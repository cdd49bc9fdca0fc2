//! Strict parser -- the sole authority on whether recovery has succeeded.
//!
//! Nothing downstream ever works with text that has not passed through
//! here. Failures carry the byte offset and a window of surrounding text
//! so diagnostics can show where a document went wrong.

use serde_json::Value;
use std::fmt;

/// How many characters of surrounding text to capture on failure.
const CONTEXT_RADIUS: usize = 50;

/// A strict parse failure with location diagnostics.
#[derive(Debug, Clone)]
pub struct ParseFailure {
    /// Byte offset of the error position within the input.
    pub offset: usize,
    /// Up to 50 characters either side of the failure point.
    pub context: String,
    /// The underlying parser message.
    pub message: String,
}

impl fmt::Display for ParseFailure {
    fn fmt(&self, f: &mut fmt::Formatter<'_>) -> fmt::Result {
        write!(
            f,
            "{} at byte {} near {:?}",
            self.message, self.offset, self.context
        )
    }
}

impl std::error::Error for ParseFailure {}

/// Parse text as JSON with no leniency.
///
/// Accepts any JSON value at the top level; callers that need an object
/// check the shape themselves.
pub fn parse_strict(text: &str) -> Result<Value, ParseFailure> {
    serde_json::from_str(text).map_err(|err| {
        let offset = byte_offset(text, err.line(), err.column());
        ParseFailure {
            offset,
            context: context_window(text, offset),
            message: err.to_string(),
        }
    })
}

/// Translate serde_json's 1-based line/column into a byte offset.
fn byte_offset(text: &str, line: usize, column: usize) -> usize {
    if line == 0 {
        return 0;
    }
    let mut offset = 0;
    for (idx, l) in text.split('\n').enumerate() {
        if idx + 1 == line {
            // Column is 1-based and counts bytes on the line.
            return (offset + column.saturating_sub(1)).min(text.len());
        }
        offset += l.len() + 1;
    }
    text.len()
}

/// A window of up to `CONTEXT_RADIUS` characters either side of `offset`,
/// clamped to char boundaries.
fn context_window(text: &str, offset: usize) -> String {
    let offset = offset.min(text.len());
    let mut start = offset;
    let mut end = offset;
    let mut taken = 0;
    while start > 0 && taken < CONTEXT_RADIUS {
        start -= 1;
        while start > 0 && !text.is_char_boundary(start) {
            start -= 1;
        }
        taken += 1;
    }
    taken = 0;
    while end < text.len() && taken < CONTEXT_RADIUS {
        end += 1;
        while end < text.len() && !text.is_char_boundary(end) {
            end += 1;
        }
        taken += 1;
    }
    text[start..end].to_string()
}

TASK DIRECTIONS
Exactly reproduce every line of the data above.

TASK RESULT
repository cdd49bc9fdca0fc2
//! Strict parser -- the sole authority on whether recovery has succeeded.
//!
//! Nothing downstream ever works with text that has not passed through
//! here. Failures carry the byte offset and a window of surrounding text
//! so diagnostics can show where a document went wrong.

use serde_json::Value;
use std::fmt;

/// How many characters of surrounding text to capture on failure.
const CONTEXT_RADIUS: usize = 50;

/// A strict parse failure with location diagnostics.
#[derive(Debug, Clone)]
pub struct ParseFailure {
    /// Byte offset of the error position within the input.
    pub offset: usize,
    /// Up to 50 characters either side of the failure point.
    pub context: String,
    /// The underlying parser message.
    pub message: String,
}

impl fmt::Display for ParseFailure {
    fn fmt(&self, f: &mut fmt::Formatter<'_>) -> fmt::Result {
        write!(
            f,
            "{} at byte {} near {:?}",
            self.message, self.offset, self.context
        )
    }
}

impl std::error::Error for ParseFailure {}

/// Parse text as JSON with no leniency.
///
/// Accepts any JSON value at the top level; callers that need an object
/// check the shape themselves.
pub fn parse_strict(text: &str) -> Result<Value, ParseFailure> {
    serde_json::from_str(text).map_err(|err| {
        let offset = byte_offset(text, err.line(), err.column());
        ParseFailure {
            offset,
            context: context_window(text, offset),
            message: err.to_string(),
        }
    })
}

/// Translate serde_json's 1-based line/column into a byte offset.
fn byte_offset(text: &str, line: usize, column: usize) -> usize {
    if line == 0 {
        return 0;
    }
    let mut offset = 0;
    for (idx, l) in text.split('\n').enumerate() {
        if idx + 1 == line {
            // Column is 1-based and counts bytes on the line.
            return (offset + column.saturating_sub(1)).min(text.len());
        }
        offset += l.len() + 1;
    }
    text.len()
}

/// A window of up to `CONTEXT_RADIUS` characters either side of `offset`,
/// clamped to char boundaries.
fn context_window(text: &str, offset: usize) -> String {
    let offset = offset.min(text.len());
    let mut start = offset;
    let mut end = offset;
    let mut taken = 0;
    while start > 0 && taken < CONTEXT_RADIUS {
        start -= 1;
        while start > 0 && !text.is_char_boundary(start) {
            start -= 1;
        }
        taken += 1;
    }
    taken = 0;
    while end < text.len() && taken < CONTEXT_RADIUS {
        end += 1;
        while end < text.len() && !text.is_char_boundary(end) {
            end += 1;
        }
        taken += 1;
    }
    text[start..end].to_string()
}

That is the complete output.